Islam’s naturalism, its insistence on the fitra and our authentic belongingness to the natural order, has ensured the conservation of this creational norm within the moral context of the Shari‘a. Polygamy, in the Islamic case, appears as a recognisably Semitic institution, traceable back to an Old Testament tribal society frequently at war and unequipped with a social security system that might protect and assimilate widows into society. However it is more universal: classical Hinduism permits a man four wives, and there are many Christian voices, not only Mormons, who are today calling for the restoration of polygamy as part of an authentically Biblical lifestyle. (See, for example, http://www.familyman.u-net.com/polygamy.html)

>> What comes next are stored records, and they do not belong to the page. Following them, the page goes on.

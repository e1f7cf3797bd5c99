//! Page fetcher implementation
//!
//! This module handles all HTTP requests for the crawler, including:
//! - Building HTTP clients with the configured user agent and timeouts
//! - Filtering links that are known not to be pages
//! - Classifying every failure as either a network error or an unsupported content type
//! - Splitting HTML bodies into lines for link extraction

use crate::config::FetcherConfig;
use crate::pool::Pooled;
use crate::{FetchError, FetchResult};
use reqwest::header::CONTENT_TYPE;
use reqwest::Client;
use std::future::Future;
use std::time::Duration;
use url::Url;

/// Substrings that mark a link as something other than an HTML page
const UNSUPPORTED_PATTERNS: [&str; 2] = [".css", "cdn-cgi"];

/// Fetches the text of a page, line by line
///
/// Fetchers are pooled, so they are built from a shared configuration value and must be
/// cheap to drop. The only errors a fetcher may report are the two [`FetchError`] kinds.
pub trait PageFetcher: Pooled<Config: Send + Sync + 'static> + Send + Sync + 'static {
    /// Fetches `link` and returns the lines of its body
    ///
    /// # Returns
    ///
    /// * `Ok(Vec<String>)` - The page text, in order
    /// * `Err(FetchError::Network)` - Transport failure or non-success status
    /// * `Err(FetchError::UnsupportedContentType)` - The link is not an HTML page
    fn fetch_lines(&self, link: &str) -> impl Future<Output = FetchResult<Vec<String>>> + Send;
}

/// Builds an HTTP client with proper configuration
///
/// # Example
///
/// ```no_run
/// use krawler::config::FetcherConfig;
/// use krawler::crawler::build_http_client;
///
/// let client = build_http_client(&FetcherConfig::default()).unwrap();
/// ```
pub fn build_http_client(config: &FetcherConfig) -> Result<Client, reqwest::Error> {
    Client::builder()
        .user_agent(config.user_agent.as_str())
        .timeout(Duration::from_secs(config.timeout_secs))
        .connect_timeout(Duration::from_secs(config.connect_timeout_secs))
        .gzip(true)
        .brotli(true)
        .build()
}

/// Gives a scheme-less link an `http` scheme
///
/// # Examples
///
/// ```
/// use krawler::crawler::ensure_scheme;
///
/// assert_eq!(ensure_scheme("www.example.com"), "http://www.example.com");
/// assert_eq!(ensure_scheme("//www.example.com"), "http://www.example.com");
/// assert_eq!(ensure_scheme("https://www.example.com"), "https://www.example.com");
/// ```
pub fn ensure_scheme(link: &str) -> String {
    match link.split_once("//") {
        None => format!("http://{}", link),
        Some(("", rest)) => format!("http://{}", rest),
        Some(_) => link.to_string(),
    }
}

/// HTTP-backed [`PageFetcher`]
///
/// Each instance owns its own reqwest client, which is why fetchers are pooled.
#[derive(Debug, Clone)]
pub struct HttpFetcher {
    client: Option<Client>,
}

impl HttpFetcher {
    /// Wraps an existing client
    pub fn with_client(client: Client) -> Self {
        Self {
            client: Some(client),
        }
    }
}

impl Pooled for HttpFetcher {
    type Config = FetcherConfig;

    fn construct(config: &FetcherConfig) -> Self {
        match build_http_client(config) {
            Ok(client) => Self::with_client(client),
            Err(e) => {
                tracing::error!("Failed to build HTTP client: {}", e);
                Self { client: None }
            }
        }
    }
}

impl PageFetcher for HttpFetcher {
    /// # Request Flow
    ///
    /// 1. Add an `http` scheme if the link has none
    /// 2. Reject known non-page patterns (`.css`, `cdn-cgi`) without a request
    /// 3. Send a GET request, following redirects
    /// 4. Map the response:
    ///
    /// | Condition | Result |
    /// |-----------|--------|
    /// | Unparseable URL | Network |
    /// | Connection refused / timeout / other transport error | Network |
    /// | Non-2xx status | Network |
    /// | Missing or non-`text/html` Content-Type | UnsupportedContentType |
    /// | Body could not be read | Network |
    async fn fetch_lines(&self, link: &str) -> FetchResult<Vec<String>> {
        let url = ensure_scheme(link);

        if let Some(pattern) = UNSUPPORTED_PATTERNS.iter().find(|p| url.contains(*p)) {
            return Err(FetchError::UnsupportedContentType {
                link: link.to_string(),
                content_type: format!("link matches '{}'", pattern),
            });
        }

        let Some(client) = &self.client else {
            return Err(network_error(link, "HTTP client unavailable"));
        };

        let url = Url::parse(&url).map_err(|e| network_error(link, e))?;

        let response = client
            .get(url)
            .send()
            .await
            .map_err(|e| network_error(link, describe_request_error(&e)))?;

        let status = response.status();
        if !status.is_success() {
            return Err(network_error(link, format!("HTTP {}", status.as_u16())));
        }

        let content_type = response
            .headers()
            .get(CONTENT_TYPE)
            .and_then(|v| v.to_str().ok())
            .unwrap_or("")
            .to_string();

        if !content_type.contains("text/html") {
            return Err(FetchError::UnsupportedContentType {
                link: link.to_string(),
                content_type,
            });
        }

        let body = response
            .text()
            .await
            .map_err(|e| network_error(link, describe_request_error(&e)))?;

        Ok(body.lines().map(str::to_string).collect())
    }
}

fn network_error(link: &str, reason: impl ToString) -> FetchError {
    FetchError::Network {
        link: link.to_string(),
        reason: reason.to_string(),
    }
}

/// Classifies a transport error for logging
fn describe_request_error(e: &reqwest::Error) -> String {
    if e.is_timeout() {
        "Request timeout".to_string()
    } else if e.is_connect() {
        "Connection refused".to_string()
    } else {
        e.to_string()
    }
}
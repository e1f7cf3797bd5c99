//! Href extraction and classification
//!
//! Page text is scanned line by line for `href="…"` / `href='…'` attributes. This is a plain
//! text scan, not an HTML parse: anchors inside comments or scripts are picked up too.

use crate::link::{is_relative_link, LinkMatchConfig};
use regex::Regex;
use std::collections::HashSet;
use std::sync::OnceLock;

/// Links found on a single page, in first-seen order
#[derive(Debug, Clone, Default, PartialEq, Eq)]
pub struct ExtractedLinks {
    /// Every distinct link on the page, relative hrefs already resolved
    pub all: Vec<String>,

    /// The subset of `all` that is in scope for the crawl
    pub local: Vec<String>,
}

impl ExtractedLinks {
    /// Returns true if the page contained no links at all
    pub fn is_empty(&self) -> bool {
        self.all.is_empty()
    }
}

fn href_pattern() -> &'static Regex {
    static RE: OnceLock<Regex> = OnceLock::new();
    RE.get_or_init(|| Regex::new(r#"href=["']([^"']+)["']"#).unwrap())
}

/// Returns the raw href values on a line, in order
///
/// # Examples
///
/// ```
/// use krawler::link::extract_hrefs;
///
/// let line = r#"<a href="/a">A</a> <a href='b.com'>B</a>"#;
/// assert_eq!(extract_hrefs(line).collect::<Vec<_>>(), vec!["/a", "b.com"]);
/// ```
pub fn extract_hrefs(line: &str) -> impl Iterator<Item = &str> {
    href_pattern()
        .captures_iter(line)
        .filter_map(|captures| captures.get(1))
        .map(|href| href.as_str())
}

/// Extracts every link on a page and classifies it against the crawl scope
///
/// Relative hrefs are resolved against `parent_link` before they are stored or classified.
/// Each distinct link is kept the first time it appears anywhere on the page; later
/// duplicates are ignored.
///
/// # Arguments
///
/// * `lines` - The page text, line by line
/// * `parent_link` - The link the page was fetched from
/// * `config` - The crawl's scope rules
///
/// # Example
///
/// ```
/// use krawler::link::{extract_and_classify, LinkMatchConfig};
///
/// let config = LinkMatchConfig::new("www", "example-domain.com");
/// let page = vec![
///     "<a href='www.thirdparty.com'>x</a>".to_string(),
///     "<a href='/relative/path'>y</a>".to_string(),
/// ];
/// let links = extract_and_classify(&page, "www.example-domain.com", &config);
/// assert_eq!(links.all, vec!["www.thirdparty.com", "www.example-domain.com/relative/path"]);
/// assert_eq!(links.local, vec!["www.example-domain.com/relative/path"]);
/// ```
pub fn extract_and_classify<S: AsRef<str>>(
    lines: &[S],
    parent_link: &str,
    config: &LinkMatchConfig,
) -> ExtractedLinks {
    let mut links = ExtractedLinks::default();
    let mut seen = HashSet::new();

    for line in lines {
        for href in extract_hrefs(line.as_ref()) {
            let link = if is_relative_link(href) {
                config.resolve_relative(parent_link, href)
            } else {
                href.to_string()
            };

            if !seen.insert(link.clone()) {
                continue;
            }

            if config.is_in_scope(&link) {
                links.local.push(link.clone());
            }
            links.all.push(link);
        }
    }

    links
}
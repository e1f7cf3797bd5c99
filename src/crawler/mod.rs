//! Crawler module for page fetching and crawl orchestration
//!
//! This module contains the core crawling logic, including:
//! - HTTP fetching with content-type classification
//! - Pooled link resolvers that fetch and classify a single page
//! - Recursive crawl orchestration with a depth limit

mod fetcher;
mod orchestrator;
mod resolver;

pub use fetcher::{build_http_client, ensure_scheme, HttpFetcher, PageFetcher};
pub use orchestrator::CrawlOrchestrator;
pub use resolver::{LinkResolver, ResolverConfig};

use crate::config::Config;
use crate::output::{CrawlStatistics, JsonFileOutput, OutputHandler};
use crate::Result;
use std::path::PathBuf;

/// Outcome of a finished crawl run
#[derive(Debug, Clone)]
pub struct CrawlReport {
    /// Where the link map was written
    pub output_path: PathBuf,

    /// Summary of the link map
    pub statistics: CrawlStatistics,
}

/// Runs a complete crawl operation
///
/// This is the main entry point for starting a crawl. It will:
/// 1. Build the seed link and scope from the configuration
/// 2. Crawl the site over pooled HTTP fetchers
/// 3. Write the link map as JSON into the output directory
///
/// The configuration is expected to be validated already.
///
/// # Arguments
///
/// * `config` - The crawler configuration
///
/// # Returns
///
/// * `Ok(CrawlReport)` - Crawl completed and the link map was written
/// * `Err(KrawlError)` - Crawl failed; nothing was written
pub async fn crawl(config: Config) -> Result<CrawlReport> {
    let fetcher_config = config.fetcher.clone();
    crawl_with::<HttpFetcher>(&config, fetcher_config).await
}

/// Runs a complete crawl operation over a custom [`PageFetcher`]
///
/// Same as [`crawl`], except that pages are fetched by `F` built from `fetcher_config`
/// instead of over HTTP. The `[fetcher]` section of `config` is ignored.
pub async fn crawl_with<F: PageFetcher>(
    config: &Config,
    fetcher_config: F::Config,
) -> Result<CrawlReport> {
    let seed = config.seed_link();
    let orchestrator = CrawlOrchestrator::<F>::new(
        fetcher_config,
        config.link_match_config(),
        config.recursion_limit(),
    );

    let link_map = orchestrator.run(&seed).await?;

    tracing::debug!(
        "Pools: {} resolvers ({} free), {} fetchers ({} free)",
        orchestrator.resolver_pool().total_created(),
        orchestrator.resolver_pool().free_count(),
        orchestrator.fetcher_pool().total_created(),
        orchestrator.fetcher_pool().free_count()
    );

    let statistics = CrawlStatistics::from_link_map(&link_map);
    statistics.log();

    let output_path = JsonFileOutput::new(&config.output.directory).write_link_map(&link_map)?;

    Ok(CrawlReport {
        output_path,
        statistics,
    })
}
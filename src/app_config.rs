use anyhow::{anyhow, Result};
use serde::{Deserialize, Serialize};
use std::fs::File;
use std::io::BufReader;
use std::path::{Path, PathBuf};

/// Application configuration module
/// This module handles the application configuration including loading,
/// validating and saving configuration settings.
/// Represents the application configuration
#[derive(Debug, Serialize, Deserialize, Clone)]
pub struct Config {
    /// External process pipeline settings
    #[serde(default)]
    pub pipeline: PipelineConfig,

    /// Path to a JSON vocabulary file (word -> token symbol); the built-in
    /// table is used when unset
    #[serde(default)]
    pub vocabulary_path: Option<PathBuf>,

    /// Log level
    #[serde(default)]
    pub log_level: LogLevel,
}

impl Default for Config {
    fn default() -> Self {
        Self {
            pipeline: PipelineConfig::default(),
            vocabulary_path: None,
            log_level: LogLevel::default(),
        }
    }
}

impl Config {
    /// Load configuration from a JSON file
    pub fn from_file<P: AsRef<Path>>(path: P) -> Result<Self> {
        let path = path.as_ref();
        let file = File::open(path)
            .map_err(|e| anyhow!("Failed to open config file {}: {}", path.display(), e))?;
        let reader = BufReader::new(file);
        let config: Config = serde_json::from_reader(reader)
            .map_err(|e| anyhow!("Failed to parse config file {}: {}", path.display(), e))?;
        Ok(config)
    }

    /// Write configuration to a JSON file
    pub fn write_to_file<P: AsRef<Path>>(&self, path: P) -> Result<()> {
        let path = path.as_ref();
        let json = serde_json::to_string_pretty(self)
            .map_err(|e| anyhow!("Failed to serialize config: {}", e))?;
        std::fs::write(path, json)
            .map_err(|e| anyhow!("Failed to write config file {}: {}", path.display(), e))?;
        Ok(())
    }

    /// Validate the configuration for consistency and required values
    pub fn validate(&self) -> Result<()> {
        if self.pipeline.resolver_program.trim().is_empty() {
            return Err(anyhow!("Resolver program must not be empty"));
        }
        if self.pipeline.decoder_program.trim().is_empty() {
            return Err(anyhow!("Decoder program must not be empty"));
        }
        if self.pipeline.transcriber_program.trim().is_empty() {
            return Err(anyhow!("Transcriber program must not be empty"));
        }
        if self.pipeline.model.trim().is_empty() {
            return Err(anyhow!("Transcription model must not be empty"));
        }
        if self.pipeline.sample_rate == 0 {
            return Err(anyhow!("Sample rate must be greater than zero"));
        }
        if self.pipeline.timeout_secs == Some(0) {
            return Err(anyhow!(
                "Pipeline timeout must be greater than zero when set (omit it to wait indefinitely)"
            ));
        }
        Ok(())
    }
}

/// Configuration of the external resolve -> decode -> transcribe chain.
///
/// Argument templates may reference `{url}` (resolver), `{input}` and
/// `{sample_rate}` (decoder), and `{model}` (transcriber); placeholders are
/// substituted at spawn time.
#[derive(Debug, Serialize, Deserialize, Clone, PartialEq)]
pub struct PipelineConfig {
    /// Program resolving a remote video URL to a direct audio stream URL
    #[serde(default = "default_resolver_program")]
    pub resolver_program: String,

    /// Argument template for the resolver
    #[serde(default = "default_resolver_args")]
    pub resolver_args: Vec<String>,

    /// Program decoding the input into mono uncompressed audio on stdout
    #[serde(default = "default_decoder_program")]
    pub decoder_program: String,

    /// Argument template for the decoder
    #[serde(default = "default_decoder_args")]
    pub decoder_args: Vec<String>,

    /// Program transcribing audio from stdin into timed text on stdout
    #[serde(default = "default_transcriber_program")]
    pub transcriber_program: String,

    /// Argument template for the transcriber
    #[serde(default = "default_transcriber_args")]
    pub transcriber_args: Vec<String>,

    /// Transcription model name
    #[serde(default = "default_model")]
    pub model: String,

    /// Decoder output sample rate in Hz
    #[serde(default = "default_sample_rate")]
    pub sample_rate: u32,

    /// Whole-pipeline deadline in seconds; unset waits indefinitely
    #[serde(default)]
    pub timeout_secs: Option<u64>,
}

impl Default for PipelineConfig {
    fn default() -> Self {
        Self {
            resolver_program: default_resolver_program(),
            resolver_args: default_resolver_args(),
            decoder_program: default_decoder_program(),
            decoder_args: default_decoder_args(),
            transcriber_program: default_transcriber_program(),
            transcriber_args: default_transcriber_args(),
            model: default_model(),
            sample_rate: default_sample_rate(),
            timeout_secs: None,
        }
    }
}

/// Log verbosity level
#[derive(Debug, Serialize, Deserialize, Clone, PartialEq, Default)]
#[serde(rename_all = "lowercase")]
pub enum LogLevel {
    Error,
    Warn,
    #[default]
    Info,
    Debug,
    Trace,
}

impl LogLevel {
    /// Corresponding filter for the log facade
    pub fn to_level_filter(&self) -> log::LevelFilter {
        match self {
            LogLevel::Error => log::LevelFilter::Error,
            LogLevel::Warn => log::LevelFilter::Warn,
            LogLevel::Info => log::LevelFilter::Info,
            LogLevel::Debug => log::LevelFilter::Debug,
            LogLevel::Trace => log::LevelFilter::Trace,
        }
    }
}

fn default_resolver_program() -> String {
    "yt-dlp".to_string()
}

fn default_resolver_args() -> Vec<String> {
    vec![
        "-f".to_string(),
        "bestaudio".to_string(),
        "-g".to_string(),
        "{url}".to_string(),
    ]
}

fn default_decoder_program() -> String {
    "ffmpeg".to_string()
}

fn default_decoder_args() -> Vec<String> {
    vec![
        "-i".to_string(),
        "{input}".to_string(),
        "-f".to_string(),
        "wav".to_string(),
        "-ar".to_string(),
        "{sample_rate}".to_string(),
        "-ac".to_string(),
        "1".to_string(),
        "-".to_string(),
        "-loglevel".to_string(),
        "error".to_string(),
    ]
}

fn default_transcriber_program() -> String {
    "whisper".to_string()
}

fn default_transcriber_args() -> Vec<String> {
    vec![
        "-".to_string(),
        "--model".to_string(),
        "{model}".to_string(),
        "--output_format".to_string(),
        "vtt".to_string(),
    ]
}

fn default_model() -> String {
    "base".to_string()
}

fn default_sample_rate() -> u32 {
    16_000
}
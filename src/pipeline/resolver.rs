/*!
 * Audio stream resolution for remote sources.
 *
 * The resolver is the one pipeline stage behind a trait so tests can
 * substitute a mock and observe that later stages are not started after a
 * resolve failure.
 */

use std::fmt::Debug;
use std::time::Duration;

use async_trait::async_trait;
use log::{debug, info};
use tokio::process::Command;

use crate::app_config::PipelineConfig;
use crate::errors::PipelineError;

/// Resolves a remote video URL into a direct, time-limited audio stream URL.
#[async_trait]
pub trait AudioResolver: Send + Sync + Debug {
    /// Resolve `url` to a direct stream URL.
    ///
    /// # Returns
    /// * `Result<String, PipelineError>` - The stream URL, or a fatal
    ///   `PipelineError::Resolve`
    async fn resolve(&self, url: &str) -> Result<String, PipelineError>;
}

/// Resolver backed by an external process (yt-dlp by default).
#[derive(Debug, Clone)]
pub struct ProcessResolver {
    program: String,
    args: Vec<String>,
    timeout_secs: Option<u64>,
}

impl ProcessResolver {
    /// Build a resolver from the pipeline configuration.
    pub fn from_config(config: &PipelineConfig) -> Self {
        ProcessResolver {
            program: config.resolver_program.clone(),
            args: config.resolver_args.clone(),
            timeout_secs: config.timeout_secs,
        }
    }
}

#[async_trait]
impl AudioResolver for ProcessResolver {
    async fn resolve(&self, url: &str) -> Result<String, PipelineError> {
        let args = super::render_args(&self.args, &[("{url}", url)]);
        debug!("Resolving stream URL via '{}'", self.program);

        let output_future = Command::new(&self.program)
            .args(&args)
            .kill_on_drop(true)
            .output();

        let output = match self.timeout_secs {
            Some(secs) => {
                tokio::select! {
                    result = output_future => result,
                    _ = tokio::time::sleep(Duration::from_secs(secs)) => {
                        return Err(PipelineError::Resolve {
                            exit_code: None,
                            details: format!("resolver timed out after {}s", secs),
                        });
                    }
                }
            }
            None => output_future.await,
        }
        .map_err(|e| PipelineError::Resolve {
            exit_code: None,
            details: format!("failed to run '{}': {}", self.program, e),
        })?;

        if !output.status.success() {
            return Err(PipelineError::Resolve {
                exit_code: output.status.code(),
                details: String::from_utf8_lossy(&output.stderr).trim().to_string(),
            });
        }

        let stream_url = String::from_utf8_lossy(&output.stdout).trim().to_string();
        if stream_url.is_empty() {
            return Err(PipelineError::Resolve {
                exit_code: output.status.code(),
                details: "resolver produced no stream URL".to_string(),
            });
        }

        info!("Resolved direct audio stream URL");
        Ok(stream_url)
    }
}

Islam’s theology of gender thus contends with a maze, a web of connections which demand familiarity with a diverse legal code, regional heterogeneity, and with the metaphysical no less than with the physical. This complexity should warn us against offering facile generalisations about Islam’s attitude to women. Journalists, feminists and cultivated people generally in the West have harboured deeply negative verdicts here. Often these verdicts are arrived at through the observation of actual Muslim societies; and it would be both futile and immoral to suggest that the modern Islamic world is always to be admired for its treatment of women. Women in countries such as Saudi Arabia, where they are not even permitted to drive cars, are objectively the victims of an oppression which is not the product of a divinely-willed sheltering of a sex, but of ego, of the nafs of the male.

Muslim women have for long periods of Islam’s history left their homes to become scholars.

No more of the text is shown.